DIRECTIONS FOR THIS TASK:
Whenever a line in the records below holds the string "tests", copy it out.

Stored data
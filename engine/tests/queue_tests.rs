//! Stress tests for the serialized processing queue.

use std::sync::atomic::{AtomicBool, AtomicUsize, Ordering};
use std::sync::{Arc, Mutex};
use std::time::Duration;
use tether_engine::{ProcessingQueue, QueueError};
use tokio_util::sync::CancellationToken;

// ============================================================================
// Mutual exclusion
// ============================================================================

#[tokio::test(flavor = "multi_thread", worker_threads = 8)]
async fn units_never_overlap() {
    let queue = Arc::new(ProcessingQueue::new());
    let busy = Arc::new(AtomicBool::new(false));
    let ran = Arc::new(AtomicUsize::new(0));

    let mut handles = Vec::new();
    for _ in 0..16 {
        let queue = Arc::clone(&queue);
        let busy = Arc::clone(&busy);
        let ran = Arc::clone(&ran);
        handles.push(tokio::spawn(async move {
            for _ in 0..25 {
                let busy = Arc::clone(&busy);
                let ran = Arc::clone(&ran);
                queue
                    .enqueue_blocking(
                        move || {
                            assert!(!busy.swap(true, Ordering::SeqCst), "units overlapped");
                            std::thread::sleep(Duration::from_micros(50));
                            ran.fetch_add(1, Ordering::SeqCst);
                            busy.store(false, Ordering::SeqCst);
                        },
                        None,
                    )
                    .await
                    .unwrap();
            }
        }));
    }

    for handle in handles {
        handle.await.unwrap();
    }
    assert_eq!(ran.load(Ordering::SeqCst), 16 * 25);
}

#[tokio::test(flavor = "multi_thread", worker_threads = 4)]
async fn shared_counter_is_strictly_increasing() {
    let queue = Arc::new(ProcessingQueue::new());
    let counter = Arc::new(Mutex::new(0u64));
    let seen = Arc::new(Mutex::new(Vec::new()));

    let mut handles = Vec::new();
    for _ in 0..10 {
        let queue = Arc::clone(&queue);
        let counter = Arc::clone(&counter);
        let seen = Arc::clone(&seen);
        handles.push(tokio::spawn(async move {
            for _ in 0..50 {
                let counter = Arc::clone(&counter);
                let seen = Arc::clone(&seen);
                queue
                    .enqueue(
                        async move {
                            let value = {
                                let mut counter = counter.lock().unwrap();
                                *counter += 1;
                                *counter
                            };
                            tokio::task::yield_now().await;
                            seen.lock().unwrap().push(value);
                        },
                        None,
                    )
                    .await
                    .unwrap();
            }
        }));
    }

    for handle in handles {
        handle.await.unwrap();
    }

    let seen = seen.lock().unwrap();
    assert_eq!(seen.len(), 500);
    assert!(seen.windows(2).all(|pair| pair[0] < pair[1]));
}

// ============================================================================
// Failure isolation
// ============================================================================

#[tokio::test]
async fn failed_units_do_not_block_later_ones() {
    let queue = ProcessingQueue::new();

    for round in 0..5 {
        let failed = queue
            .enqueue_blocking(move || -> u32 { panic!("round {round}") }, None)
            .await;
        assert!(matches!(failed, Err(QueueError::Panicked(_))));

        let ok = queue.enqueue_blocking(move || round, None).await;
        assert_eq!(ok.unwrap(), round);
    }
}

#[tokio::test(flavor = "multi_thread", worker_threads = 2)]
async fn cancelled_callers_leave_queue_usable() {
    let queue = Arc::new(ProcessingQueue::new());
    let token = CancellationToken::new();

    let slow = {
        let queue = Arc::clone(&queue);
        tokio::spawn(async move {
            queue
                .enqueue_blocking(|| std::thread::sleep(Duration::from_millis(200)), None)
                .await
        })
    };
    tokio::time::sleep(Duration::from_millis(20)).await;

    let waiting = {
        let queue = Arc::clone(&queue);
        let token = token.clone();
        tokio::spawn(async move { queue.enqueue_blocking(|| 1, Some(&token)).await })
    };

    tokio::time::sleep(Duration::from_millis(20)).await;
    token.cancel();

    assert!(matches!(waiting.await.unwrap(), Err(QueueError::Cancelled)));
    slow.await.unwrap().unwrap();
    assert_eq!(queue.enqueue_blocking(|| 2, None).await.unwrap(), 2);
}

#[tokio::test(flavor = "multi_thread", worker_threads = 2)]
async fn cancelling_a_running_unit_does_not_interrupt_it() {
    let queue = ProcessingQueue::new();
    let token = CancellationToken::new();
    let finished = Arc::new(AtomicBool::new(false));

    let canceller = {
        let token = token.clone();
        tokio::spawn(async move {
            tokio::time::sleep(Duration::from_millis(50)).await;
            token.cancel();
        })
    };

    let flag = Arc::clone(&finished);
    let result = queue
        .enqueue_blocking(
            move || {
                std::thread::sleep(Duration::from_millis(200));
                flag.store(true, Ordering::SeqCst);
            },
            Some(&token),
        )
        .await;
    canceller.await.unwrap();

    assert!(matches!(result, Err(QueueError::Cancelled)));
    // The next unit only runs once the cancelled one has finished.
    queue.enqueue_blocking(|| (), None).await.unwrap();
    assert!(finished.load(Ordering::SeqCst));
}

WRITTEN RESPONSE:
filename engine/tests/queue_tests.rs
//! Stress tests for the serialized processing queue.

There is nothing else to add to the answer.